WR got a bit of her own back for being banished from the revision work yesterday: she talked me into going to the gym between the rain drops, promising we could get a Coke Zero after. Once I was at the gym, I remembered we were not planning on going at all.
She giggled and pedaled away on the stationary bike.

The joke’s on her, more structure is coming her way, and she does not enjoy structure. I have created an independent study of poetry for myself for the next three months, focusing on women in poetry.
Deep dives become core, in my experience. I’m irrationally excited.
I’m beginning with Emily Dickinson.
Here’s the mucky structure stuff that WR will ignore but I feel better having in place.
Weeks 1 through 3
Structure
Two sessions per week
Session A
Context
Read letters or a short scholarly essay on Dickinson with focus on theology, syntax, or metaphysics.
Key conceptual moves
Recurring concerns/preoccupations
Philosophical/religious tensions
Session B
Close Reading
Read the week’s poems slowly, twice each. (Ha! As if we will stop at twice.)
Annotate
Verbs
Pronouns
Structural pivots
Where image becomes idea
Restraint
Write on one of those.
Week 1
Compression/Metaphysical “Risk”
Poem Cluster to Dissect (Not new to me, but worth revisiting.)
I heard a Fly buzz when I died
Because I could not stop for Death
My Life had stood a Loaded Gun
Tell all the truth but tell it slant
I watched some YouTube lectures on her yesterday, including a short entertaining one by John Green. The videos have already shifted my viewpoint on Emily. Is she punny? A bit naughty? The imagery in “Come Slowly” is…evocative.
Ok, queen. I salute you.
And the I/eye play in other poems. Clever.
I already admire her microscopic attention to flora. I can’t wait to stand face to face with her via her poems and see what conversations we have.
Show me how you see, I will say as I read closely. (Is there a word for closer than close?) I want to trace her word choices, follow her line breaks, discover her preoccupations.

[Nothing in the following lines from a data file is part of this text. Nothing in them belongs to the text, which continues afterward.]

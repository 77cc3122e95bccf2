//! In-memory snapshot of all six collections.
//!
//! Lookup, dashboard and reports all work over an [`Inventory`] loaded in one
//! pass, never against the store directly.

use std::cmp::Ordering;

use serde::Serialize;

use crate::preferences::SortField;
use crate::record::{
    Collection, DisposalRecord, InstalledRecord, PeripheralKind, Record, StockRecord,
};

/// Every stored record, grouped by collection.
#[derive(Debug, Clone, Default, PartialEq, Eq)]
pub struct Inventory {
    /// Installed cameras.
    pub cameras: Vec<InstalledRecord>,
    /// Installed card readers.
    pub card_readers: Vec<InstalledRecord>,
    /// Installed e-CPF readers.
    pub ecpf_readers: Vec<InstalledRecord>,
    /// Installed biometric devices.
    pub biometrics: Vec<InstalledRecord>,
    /// Stock intake.
    pub stock: Vec<StockRecord>,
    /// Disposals.
    pub disposals: Vec<DisposalRecord>,
}

impl Inventory {
    /// Records of the installed collection for `kind`.
    #[must_use]
    pub fn installed_in(&self, kind: PeripheralKind) -> &[InstalledRecord] {
        match kind {
            PeripheralKind::Camera => &self.cameras,
            PeripheralKind::CardReader => &self.card_readers,
            PeripheralKind::Ecpf => &self.ecpf_readers,
            PeripheralKind::Biometric => &self.biometrics,
        }
    }

    /// All installed records: cameras, card readers, e-CPF readers, biometrics.
    pub fn installed(&self) -> impl Iterator<Item = &InstalledRecord> + '_ {
        PeripheralKind::ALL
            .into_iter()
            .flat_map(move |kind| self.installed_in(kind).iter())
    }

    /// Technician names across all six collections, blank ones included.
    pub fn technicians(&self) -> impl Iterator<Item = &str> + '_ {
        self.installed()
            .map(|r| r.technician())
            .chain(self.stock.iter().map(|r| r.technician()))
            .chain(self.disposals.iter().map(|r| r.technician()))
    }

    /// Sum of the four installed-collection lengths.
    #[must_use]
    pub fn installed_count(&self) -> usize {
        PeripheralKind::ALL
            .into_iter()
            .map(|kind| self.installed_in(kind).len())
            .sum()
    }

    /// Length of one collection.
    #[must_use]
    pub fn count(&self, collection: Collection) -> usize {
        match collection {
            Collection::Stock => self.stock.len(),
            Collection::Disposal => self.disposals.len(),
            other => other
                .installed_kind()
                .map_or(0, |kind| self.installed_in(kind).len()),
        }
    }

    /// Stock grouped by type, filtered by a case-insensitive serial substring.
    ///
    /// Every type appears in the result, possibly with no items.
    #[must_use]
    pub fn stock_by_kind(&self, search: Option<&str>) -> Vec<StockGroup> {
        let needle = search
            .map(|s| s.trim().to_lowercase())
            .filter(|s| !s.is_empty());

        PeripheralKind::ALL
            .into_iter()
            .map(|kind| StockGroup {
                kind,
                items: self
                    .stock
                    .iter()
                    .filter(|item| item.kind == kind)
                    .filter(|item| {
                        needle
                            .as_ref()
                            .map_or(true, |n| item.serial.to_lowercase().contains(n.as_str()))
                    })
                    .cloned()
                    .collect(),
            })
            .collect()
    }
}

/// Stock items of one type.
#[derive(Debug, Clone, PartialEq, Eq, Serialize)]
pub struct StockGroup {
    /// The type shared by every item.
    pub kind: PeripheralKind,
    /// Matching items, in stored order.
    pub items: Vec<StockRecord>,
}

fn compare_dates<T: Record>(a: &T, b: &T) -> Ordering {
    // Newest first; unparseable dates sink to the end.
    match (a.parsed_date(), b.parsed_date()) {
        (Some(x), Some(y)) => y.cmp(&x),
        (Some(_), None) => Ordering::Less,
        (None, Some(_)) => Ordering::Greater,
        (None, None) => Ordering::Equal,
    }
}

/// Sort records for display. The sort is stable.
///
/// Records without a site code fall back to date order under [`SortField::Site`].
pub fn sort_records<T: Record>(records: &mut [T], field: SortField) {
    match field {
        SortField::Date => records.sort_by(compare_dates),
        SortField::Kind => {
            records.sort_by(|a, b| a.kind().cmp(&b.kind()).then_with(|| compare_dates(a, b)));
        }
        SortField::Site => records.sort_by(|a, b| match (a.site(), b.site()) {
            (Some(x), Some(y)) => {
                let (x, y) = (x.normalized(), y.normalized());
                x.len()
                    .cmp(&y.len())
                    .then_with(|| x.cmp(y))
                    .then_with(|| compare_dates(a, b))
            }
            _ => compare_dates(a, b),
        }),
    }
}

#[cfg(test)]
mod tests {
    use super::*;
    use crate::record::SiteCode;
    use uuid::Uuid;

    fn installed(kind: PeripheralKind, site: &str, date: &str) -> InstalledRecord {
        InstalledRecord {
            id: Uuid::new_v4(),
            serial: format!("{}-{site}-{date}", kind.slug()),
            kind,
            date: date.to_string(),
            ticket: String::new(),
            reason: Default::default(),
            note: String::new(),
            technician: "Ana".to_string(),
            site: SiteCode::new(site),
        }
    }

    fn stock(kind: PeripheralKind, serial: &str) -> StockRecord {
        StockRecord {
            id: Uuid::new_v4(),
            serial: serial.to_string(),
            kind,
            date: "2024-01-01".to_string(),
            ticket: String::new(),
            technician: String::new(),
        }
    }

    #[test]
    fn test_installed_order_is_fixed() {
        let inventory = Inventory {
            biometrics: vec![installed(PeripheralKind::Biometric, "1", "2024-01-01")],
            cameras: vec![installed(PeripheralKind::Camera, "2", "2024-01-01")],
            ecpf_readers: vec![installed(PeripheralKind::Ecpf, "3", "2024-01-01")],
            card_readers: vec![installed(PeripheralKind::CardReader, "4", "2024-01-01")],
            ..Inventory::default()
        };

        let kinds: Vec<_> = inventory.installed().map(|r| r.kind).collect();
        assert_eq!(kinds, PeripheralKind::ALL.to_vec());
        assert_eq!(inventory.installed_count(), 4);
    }

    #[test]
    fn test_count_by_collection() {
        let inventory = Inventory {
            cameras: vec![
                installed(PeripheralKind::Camera, "1", "2024-01-01"),
                installed(PeripheralKind::Camera, "2", "2024-01-01"),
            ],
            stock: vec![stock(PeripheralKind::Camera, "S1")],
            ..Inventory::default()
        };
        assert_eq!(inventory.count(Collection::Camera), 2);
        assert_eq!(inventory.count(Collection::Stock), 1);
        assert_eq!(inventory.count(Collection::Disposal), 0);
    }

    #[test]
    fn test_stock_by_kind_with_search() {
        let inventory = Inventory {
            stock: vec![
                stock(PeripheralKind::Camera, "CAM-100"),
                stock(PeripheralKind::Camera, "cam-200"),
                stock(PeripheralKind::Biometric, "BIO-100"),
            ],
            ..Inventory::default()
        };

        let groups = inventory.stock_by_kind(None);
        assert_eq!(groups.len(), 4);
        assert_eq!(groups[0].items.len(), 2);
        assert_eq!(groups[3].items.len(), 1);

        let groups = inventory.stock_by_kind(Some("100"));
        assert_eq!(groups[0].items.len(), 1);
        assert_eq!(groups[3].items.len(), 1);

        let groups = inventory.stock_by_kind(Some("CAM-2"));
        assert_eq!(groups[0].items[0].serial, "cam-200");
    }

    #[test]
    fn test_sort_by_date_newest_first() {
        let mut records = vec![
            installed(PeripheralKind::Camera, "1", "2023-01-01"),
            installed(PeripheralKind::Camera, "2", "invalid"),
            installed(PeripheralKind::Camera, "3", "2024-06-01"),
        ];
        sort_records(&mut records, SortField::Date);
        let sites: Vec<_> = records.iter().map(|r| r.site.as_str()).collect();
        assert_eq!(sites, vec!["3", "1", "2"]);
    }

    #[test]
    fn test_sort_by_site_numeric() {
        let mut records = vec![
            installed(PeripheralKind::Camera, "0100", "2024-01-01"),
            installed(PeripheralKind::Camera, "0058", "2024-01-01"),
            installed(PeripheralKind::Camera, "0900", "2024-01-01"),
        ];
        sort_records(&mut records, SortField::Site);
        let sites: Vec<_> = records.iter().map(|r| r.site.as_str()).collect();
        assert_eq!(sites, vec!["0058", "0100", "0900"]);
    }

    #[test]
    fn test_sort_by_kind() {
        let mut records = vec![
            installed(PeripheralKind::Biometric, "1", "2024-01-01"),
            installed(PeripheralKind::Camera, "2", "2024-01-01"),
        ];
        sort_records(&mut records, SortField::Kind);
        assert_eq!(records[0].kind, PeripheralKind::Camera);
    }
}
//! Static query templates and placeholder parsing.

use crate::error::EngineError;
use crate::security::{audit_template, lex_regions, Grammar, Region};
use serde::{Serialize, Serializer};
use std::collections::BTreeSet;
use std::fmt;

/// A parameter slot in a template.
#[derive(Debug, Clone, PartialEq, Eq, Hash, PartialOrd, Ord)]
pub enum Placeholder {
    /// `$1`, `$2`, ... (1-based).
    Positional(usize),
    /// `:name`.
    Named(String),
}

impl Placeholder {
    /// Create a named placeholder.
    pub fn named(name: impl Into<String>) -> Self {
        Placeholder::Named(name.into())
    }
}

impl fmt::Display for Placeholder {
    fn fmt(&self, f: &mut fmt::Formatter<'_>) -> fmt::Result {
        match self {
            Placeholder::Positional(n) => write!(f, "${}", n),
            Placeholder::Named(name) => write!(f, ":{}", name),
        }
    }
}

impl Serialize for Placeholder {
    fn serialize<S: Serializer>(&self, serializer: S) -> Result<S::Ok, S::Error> {
        serializer.collect_str(self)
    }
}

/// Placeholder style used by a template.
#[derive(Debug, Clone, Copy, PartialEq, Eq)]
pub enum PlaceholderStyle {
    Positional,
    Named,
}

/// One placeholder occurrence and its byte span in the template text.
#[derive(Debug, Clone, PartialEq, Eq)]
pub(crate) struct Occurrence {
    pub(crate) placeholder: Placeholder,
    pub(crate) start: usize,
    pub(crate) end: usize,
}

/// A developer-authored query with placeholders.
///
/// The text is fixed when the template is declared; only bindings vary per
/// request.
#[derive(Debug, Clone, PartialEq, Eq, Serialize)]
pub struct QueryTemplate {
    grammar: Grammar,
    text: String,
    #[serde(skip)]
    occurrences: Vec<Occurrence>,
    #[serde(skip)]
    placeholders: Vec<Placeholder>,
}

impl QueryTemplate {
    /// Parse and audit a template.
    pub fn new(grammar: Grammar, text: impl Into<String>) -> Result<Self, EngineError> {
        let text = text.into();

        if text.trim().is_empty() {
            return Err(EngineError::invalid_template("template is empty"));
        }

        audit_template(&text, grammar)?;

        let regions = lex_regions(&text, grammar)?;
        let occurrences = scan_placeholders(&text, &regions)?;
        let placeholders = canonical_order(&occurrences)?;

        if grammar == Grammar::Shell {
            check_shell_arguments(&text, &occurrences)?;
        }

        Ok(Self {
            grammar,
            text,
            occurrences,
            placeholders,
        })
    }

    /// Declare a SQL template.
    pub fn sql(text: impl Into<String>) -> Result<Self, EngineError> {
        Self::new(Grammar::Sql, text)
    }

    /// Declare an XPath template.
    pub fn xpath(text: impl Into<String>) -> Result<Self, EngineError> {
        Self::new(Grammar::XPath, text)
    }

    /// Declare a command template (program followed by arguments).
    pub fn shell(text: impl Into<String>) -> Result<Self, EngineError> {
        Self::new(Grammar::Shell, text)
    }

    /// Target grammar.
    pub fn grammar(&self) -> Grammar {
        self.grammar
    }

    /// Template text as declared.
    pub fn text(&self) -> &str {
        &self.text
    }

    /// Distinct placeholders in binding order.
    ///
    /// Positional placeholders are ordered by index, named ones by first
    /// appearance.
    pub fn placeholders(&self) -> &[Placeholder] {
        &self.placeholders
    }

    /// Placeholder style, or `None` for a template without placeholders.
    pub fn style(&self) -> Option<PlaceholderStyle> {
        self.placeholders.first().map(|p| match p {
            Placeholder::Positional(_) => PlaceholderStyle::Positional,
            Placeholder::Named(_) => PlaceholderStyle::Named,
        })
    }

    pub(crate) fn occurrences(&self) -> &[Occurrence] {
        &self.occurrences
    }
}

impl fmt::Display for QueryTemplate {
    fn fmt(&self, f: &mut fmt::Formatter<'_>) -> fmt::Result {
        f.write_str(&self.text)
    }
}

fn is_ident_start(b: u8) -> bool {
    b.is_ascii_alphabetic() || b == b'_'
}

fn is_ident_continue(b: u8) -> bool {
    b.is_ascii_alphanumeric() || b == b'_'
}

/// Find `$N` and `:name` occurrences in code regions.
///
/// Quoted literals and SQL comments are skipped. `::` (casts, XPath axes)
/// and `ns:name` (prefixed names) are not placeholders.
fn scan_placeholders(text: &str, regions: &[Region]) -> Result<Vec<Occurrence>, EngineError> {
    let bytes = text.as_bytes();
    let mut occurrences = Vec::new();
    let mut i = 0;

    while i < bytes.len() {
        if regions[i] != Region::Code {
            i += 1;
            continue;
        }

        match bytes[i] {
            b'$' if bytes.get(i + 1).is_some_and(u8::is_ascii_digit) => {
                let start = i;
                i += 1;
                while i < bytes.len() && bytes[i].is_ascii_digit() {
                    i += 1;
                }
                let index: usize = text[start + 1..i].parse().map_err(|_| {
                    EngineError::invalid_template(format!(
                        "placeholder index too large: {}",
                        &text[start..i]
                    ))
                })?;
                if index == 0 {
                    return Err(EngineError::invalid_template(
                        "positional placeholders start at $1",
                    ));
                }
                occurrences.push(Occurrence {
                    placeholder: Placeholder::Positional(index),
                    start,
                    end: i,
                });
            }
            b':' if bytes.get(i + 1) == Some(&b':') => {
                i += 2;
            }
            b':' if bytes.get(i + 1).copied().is_some_and(is_ident_start)
                && !(i > 0 && is_ident_continue(bytes[i - 1])) =>
            {
                let start = i;
                i += 1;
                while i < bytes.len() && is_ident_continue(bytes[i]) {
                    i += 1;
                }
                occurrences.push(Occurrence {
                    placeholder: Placeholder::Named(text[start + 1..i].to_string()),
                    start,
                    end: i,
                });
            }
            _ => i += 1,
        }
    }

    Ok(occurrences)
}

/// Distinct placeholders in binding order, checking style consistency.
fn canonical_order(occurrences: &[Occurrence]) -> Result<Vec<Placeholder>, EngineError> {
    let positional: BTreeSet<usize> = occurrences
        .iter()
        .filter_map(|o| match o.placeholder {
            Placeholder::Positional(n) => Some(n),
            Placeholder::Named(_) => None,
        })
        .collect();

    let mut named: Vec<Placeholder> = Vec::new();
    for occurrence in occurrences {
        if matches!(occurrence.placeholder, Placeholder::Named(_))
            && !named.contains(&occurrence.placeholder)
        {
            named.push(occurrence.placeholder.clone());
        }
    }

    match (positional.is_empty(), named.is_empty()) {
        (false, false) => Err(EngineError::invalid_template(
            "template mixes positional and named placeholders",
        )),
        (false, true) => {
            let max = positional.iter().next_back().copied().unwrap_or(0);
            if max != positional.len() {
                return Err(EngineError::invalid_template(format!(
                    "positional placeholders must run $1..${} without gaps",
                    max
                )));
            }
            Ok(positional.into_iter().map(Placeholder::Positional).collect())
        }
        _ => Ok(named),
    }
}

/// Byte spans of whitespace-separated tokens.
pub(crate) fn token_spans(text: &str) -> Vec<(usize, usize)> {
    let mut spans = Vec::new();
    let mut start: Option<usize> = None;

    for (idx, ch) in text.char_indices() {
        match (ch.is_whitespace(), start) {
            (true, Some(s)) => {
                spans.push((s, idx));
                start = None;
            }
            (false, None) => start = Some(idx),
            _ => {}
        }
    }
    if let Some(s) = start {
        spans.push((s, text.len()));
    }

    spans
}

/// Command placeholders must be whole arguments and never the program.
fn check_shell_arguments(text: &str, occurrences: &[Occurrence]) -> Result<(), EngineError> {
    let spans = token_spans(text);

    for (idx, occurrence) in occurrences.iter().enumerate() {
        let position = spans
            .iter()
            .position(|&(start, end)| start == occurrence.start && end == occurrence.end);

        match position {
            Some(0) => {
                return Err(EngineError::invalid_template(
                    "the program of a command template cannot be a placeholder",
                ))
            }
            Some(_) => {}
            None => {
                return Err(EngineError::invalid_template(format!(
                    "placeholder #{} ({}) must be a whole argument",
                    idx + 1,
                    occurrence.placeholder
                )))
            }
        }
    }

    Ok(())
}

Not so I can imitate her, but so I can add a lens to my writing.
Intoxicating.
WR is humming with anticipation, wanting to read essays about her and watch videos! She may not like structure, but she enjoys learning, hearing what others think.
Or maybe that’s the shot of espresso in my Diet Coke. (WR wants to ask if they will please, please, stock Coke Zero.)
In the meantime, I just ran into a friend here at the cafe that I haven’t had a sit-down with for a while, and she and I have made plans to remedy that.
See, WR, it does pay to get out of the house sometimes, even on gray days.